Affectivogramme plat
Par Solveig, samedi 7 mai 2005 à 09:26 :: General :: permalien #169
Discussion compliquée, ressentis décalés, sentiments désynchronisés. Lunar parle, je réponds de moins en moins, luttant contre la douleur qui m'anesthésie le cerveau, m'étreint la gorge, contre cette nausée qui me retourne le ventre. Puis je renonce, m'allonge près de lui, contre lui, et il m'enlace, désolé de m'avoir fait souffrir, de "ne pas savoir dire les choses autrement qu'en faisant des reproches". Et je pleure, sentant cette libération me soulager bien davantage que toutes ces dernières fois, parce que je suis dans ses bras et qu'il m'a appris à y pleurer - lent apprentissage de cette confiance rare pour moi.
Mes larmes tarrissent, je souffle "je t'aime". Il hésite une seconde - nous n'avons jamais developpé de "moi aussi" automatique, et tant mieux. "Je ne sais plus ce que je ressens pour toi", constate-t-il. Je réponds que je le sais avant que mon cerveau ait analysé ses mots, j'ai mal avec deux secondes de retard de réaliser que des signes imperceptibles m'en ont avertie inconsciemment. Puis je laisse cette douleur me traverser.

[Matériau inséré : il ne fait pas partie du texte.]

#[test]
fn recoverable_failure_is_retried() {
    init_logging();
    let faults = SimFaults {
        recoverable_failures: 2,
        ..Default::default()
    };
    let pcm = SimulatedPcm::with_faults(image(RomVariant::Small, 1, b"VIN"), faults);
    let mut s = session(pcm);
    let mut new = image(RomVariant::Small, 2, b"VIN");
    s.write_firmware(&mut new, false).unwrap();

    let pcm = s.into_channel();
    let blocks = RomVariant::Small.image_len() as u32 / 0x400;
    // First block needed 3 attempts, every other block 1
    assert_eq!(pcm.counters().download_requests, blocks + 2);
    assert_eq!(pcm.counters().commits.len() as u32, blocks);
    assert_eq!(pcm.flash(), &new);
}

#[test]
fn retries_are_bounded() {
    init_logging();
    let faults = SimFaults {
        always_recoverable: true,
        ..Default::default()
    };
    let pcm = SimulatedPcm::with_faults(image(RomVariant::Small, 1, b"VIN"), faults);
    let mut s = session(pcm);
    let mut new = image(RomVariant::Small, 2, b"VIN");
    let err = s.write_firmware(&mut new, false).unwrap_err();
    assert!(
        matches!(
            err,
            ReflashError::TransferRetryExhausted {
                address: 0x1_9C00,
                attempts: 3
            }
        ),
        "{err:?}"
    );
    assert_eq!(
        s.state(),
        ReflashState::Failed(ReflashErrorKind::TransferRetryExhausted)
    );
    let pcm = s.into_channel();
    assert_eq!(pcm.counters().download_requests, 3);
    assert!(pcm.counters().commits.is_empty());
}

#[test]
fn other_exit_codes_are_fatal() {
    init_logging();
    let faults = SimFaults {
        download_exit_code: Some(ResponseCode::BlockChecksumError),
        ..Default::default()
    };
    let pcm = SimulatedPcm::with_faults(image(RomVariant::Small, 1, b"VIN"), faults);
    let mut s = session(pcm);
    let mut new = image(RomVariant::Small, 2, b"VIN");
    let err = s.write_firmware(&mut new, false).unwrap_err();
    assert!(matches!(err, ReflashError::ProtocolError { .. }), "{err:?}");
    assert_eq!(s.into_channel().counters().download_requests, 1);
}

#[test]
fn missing_level2_seed_stays_at_normal_speed() {
    init_logging();
    let faults = SimFaults {
        withhold_level2_seed: true,
        ..Default::default()
    };
    let mut s = session(SimulatedPcm::with_faults(image(RomVariant::Medium, 1, b"VIN"), faults));
    s.handshake().unwrap();
    assert_eq!(s.state(), ReflashState::Ready);

    let pcm = s.into_channel();
    assert_eq!(pcm.counters().level1_keys, 1);
    assert_eq!(pcm.counters().level2_keys, 0);
    assert_eq!(pcm.link_speed(), LinkSpeed::Normal);
}
#![forbid(unsafe_code)]

pub mod assemble;
pub mod model;
pub mod row;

Quelques jolis moments le lendemain. Et jeudi soir, fuyant Paris après une semaine émotionnellement destructrice, je passe chez lui pour reprendre mon sac, il me propose de m'accompagner à la gare, nous atterrissons dans un café après une marche silencieuse (mais pas de ce silence complice, non). Il me confirme qu'il a enterré une bonne partie de ce qu'il ressentait pour moi. Ne me dit pas que c'est fini - si j'avais la moindre énergie, un minimum d'enthousiasme à lui communiquer, "nous" pourrait exister encore, mais je suis vide et je comprends que notre relation ne lui apporte plus rien, que lui ne peut m'aider dans ces circonstances. Pour la première fois, c'est lui qui pose des questions sur notre relation, qui ouvre un dialogue - mais il le fait à un moment où je suis incapable d'articuler une phrase entière. Je lui demande de partir parce que je hais ce contexte, les gens me regardant pleurer dans le bar, parce que que j'ai atteint ce point de désespoir où je préfère couler seule. Résolution, lucidité de ce stade où plus rien n'a de sens. Je cache mes larmes derrière mes mains le temps qu'il parte, puis j'harnache mon sac et vais à la gare.

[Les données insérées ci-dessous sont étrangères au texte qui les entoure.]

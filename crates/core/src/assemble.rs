//! Single-pass reconstruction of recipe trees from flat join rows.
//!
//! A join repeats parent columns once per child combination; the assembler
//! folds the stream back into distinct entities keyed by id, preserving
//! first-seen order at every level. Identity bookkeeping lives in private
//! builders (`IndexMap` per parent scope) that are drained by `finish`;
//! finished entities carry no index state.

use indexmap::IndexMap;

use crate::model::{Recipe, Step, StepIngredient, Trigger, TriggerGroup, Utensil};
use crate::row::{JoinRow, RecipeRow, StepRow, TriggerGroupRow};

#[derive(Debug, PartialEq)]
pub enum AssembleError {
    NotFound { id: i64 },
    Ambiguous { id: i64, found: usize },
}

impl std::fmt::Display for AssembleError {
    fn fmt(&self, f: &mut std::fmt::Formatter<'_>) -> std::fmt::Result {
        match self {
            Self::NotFound { id } => write!(f, "no recipe found (id={id})"),
            Self::Ambiguous { id, found } => {
                write!(f, "more than one recipe assembled (id={id}, found={found})")
            }
        }
    }
}

impl std::error::Error for AssembleError {}

/// Incremental assembler: feed decoded rows with [`push`](Self::push), then
/// take the trees with [`finish`](Self::finish). Each assembler owns its own
/// identity index; one assembler must consume its rows strictly in order.
#[derive(Debug, Default)]
pub struct RecipeAssembler {
    recipes: IndexMap<i64, RecipeBuilder>,
}

impl RecipeAssembler {
    pub fn new() -> Self {
        Self::default()
    }

    /// Fold one row into the tree under construction. A row whose recipe id
    /// is absent contributes nothing; an absent id at any deeper level skips
    /// that branch only, sibling branches still apply.
    pub fn push(&mut self, row: JoinRow) {
        let JoinRow {
            recipe,
            step_ingredient,
            ingredient,
            step,
            trigger_group,
            trigger,
            trigger_type,
            utensil,
        } = row;

        let Some(recipe_id) = recipe.id else {
            return;
        };
        let builder = self
            .recipes
            .entry(recipe_id)
            .or_insert_with(|| RecipeBuilder::new(recipe_id, recipe));

        if let Some(si) = step_ingredient.materialize(ingredient) {
            builder.step_ingredients.entry(si.id).or_insert(si);
        }

        let Some(step_id) = step.id else {
            return;
        };
        let step_builder = builder
            .steps
            .entry(step_id)
            .or_insert_with(|| StepBuilder::new(step_id, step));

        if let Some(group_id) = trigger_group.id {
            let group_builder = step_builder
                .trigger_groups
                .entry(group_id)
                .or_insert_with(|| TriggerGroupBuilder::new(group_id, trigger_group));
            if let Some(t) = trigger.materialize(trigger_type) {
                group_builder.triggers.entry(t.id).or_insert(t);
            }
        }

        if let Some(u) = utensil.materialize() {
            step_builder.utensils.entry(u.id).or_insert(u);
        }
    }

    /// Drain the builders into recipes, first-seen order throughout.
    pub fn finish(self) -> Vec<Recipe> {
        self.recipes
            .into_values()
            .map(RecipeBuilder::finish)
            .collect()
    }

    /// Require exactly one assembled recipe. More than one distinct recipe id
    /// means the caller's by-id row filter is defective.
    pub fn finish_one(self, id: i64) -> Result<Recipe, AssembleError> {
        let mut recipes = self.finish();
        match recipes.len() {
            0 => Err(AssembleError::NotFound { id }),
            1 => Ok(recipes.remove(0)),
            found => Err(AssembleError::Ambiguous { id, found }),
        }
    }
}

/// Assemble every distinct recipe in the row stream, first-seen order.
pub fn assemble_all(rows: impl IntoIterator<Item = JoinRow>) -> Vec<Recipe> {
    let mut assembler = RecipeAssembler::new();
    for row in rows {
        assembler.push(row);
    }
    assembler.finish()
}

/// Assemble a stream expected to cover exactly one recipe id.
pub fn assemble_one(
    rows: impl IntoIterator<Item = JoinRow>,
    id: i64,
) -> Result<Recipe, AssembleError> {
    let mut assembler = RecipeAssembler::new();
    for row in rows {
        assembler.push(row);
    }
    assembler.finish_one(id)
}

#[derive(Debug)]
struct RecipeBuilder {
    id: i64,
    title: Option<String>,
    created_at_ms: Option<i64>,
    step_ingredients: IndexMap<i64, StepIngredient>,
    steps: IndexMap<i64, StepBuilder>,
}

impl RecipeBuilder {
    fn new(id: i64, row: RecipeRow) -> Self {
        Self {
            id,
            title: row.title,
            created_at_ms: row.created_at_ms,
            step_ingredients: IndexMap::new(),
            steps: IndexMap::new(),
        }
    }

    fn finish(self) -> Recipe {
        Recipe {
            id: self.id,
            title: self.title,
            created_at_ms: self.created_at_ms,
            step_ingredients: self.step_ingredients.into_values().collect(),
            steps: self.steps.into_values().map(StepBuilder::finish).collect(),
        }
    }
}

#[derive(Debug)]
struct StepBuilder {
    id: i64,
    data: Option<String>,
    step_number: Option<i64>,
    created_at_ms: Option<i64>,
    trigger_groups: IndexMap<i64, TriggerGroupBuilder>,
    utensils: IndexMap<i64, Utensil>,
}

impl StepBuilder {
    fn new(id: i64, row: StepRow) -> Self {
        Self {
            id,
            data: row.data,
            step_number: row.step_number,
            created_at_ms: row.created_at_ms,
            trigger_groups: IndexMap::new(),
            utensils: IndexMap::new(),
        }
    }

    fn finish(self) -> Step {
        Step {
            id: self.id,
            data: self.data,
            step_number: self.step_number,
            created_at_ms: self.created_at_ms,
            trigger_groups: self
                .trigger_groups
                .into_values()
                .map(TriggerGroupBuilder::finish)
                .collect(),
            utensils: self.utensils.into_values().collect(),
        }
    }
}

#[derive(Debug)]
struct TriggerGroupBuilder {
    id: i64,
    action_params: Option<String>,
    action_key: Option<String>,
    service: Option<String>,
    triggers: IndexMap<i64, Trigger>,
}

impl TriggerGroupBuilder {
    fn new(id: i64, row: TriggerGroupRow) -> Self {
        Self {
            id,
            action_params: row.action_params,
            action_key: row.action_key,
            service: row.service,
            triggers: IndexMap::new(),
        }
    }

    fn finish(self) -> TriggerGroup {
        TriggerGroup {
            id: self.id,
            action_params: self.action_params,
            action_key: self.action_key,
            service: self.service,
            triggers: self.triggers.into_values().collect(),
        }
    }
}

Il y a un train, presque trois heures plus tard. Je m'affale sur un banc et pleure encore, incapable de trouver une raison de ne pas me jeter sous une voie. Je pleure, pleure, dans cette foule anonyme comme si j'étais seule, et soudain un vieux kabyle s'assoit près de moi, me dit que ça le touche, me prie d'arrêter de pleurer. Il propose d'aller me chercher un café, je sèche mes larmes mais la boulangerie n'en sert plus alors nous finissons par aller dans un bar où il me raconte son arrivée en France, ses amours et quelques énigmes jusqu'à me rendre un sourire pâle mais sincère. Cet homme adorable me parle de la vie, d'amour, sans clichés, sincèrement. Puis il m'accompagne jusqu'au train, me fait la bise et me souhaite bon courage. Je vais en avoir besoin, mais il m'a déjà rendu l'essentiel : cette certitude nécessaire que les interractions humaines, malgré la douleur, sont merveilleuses.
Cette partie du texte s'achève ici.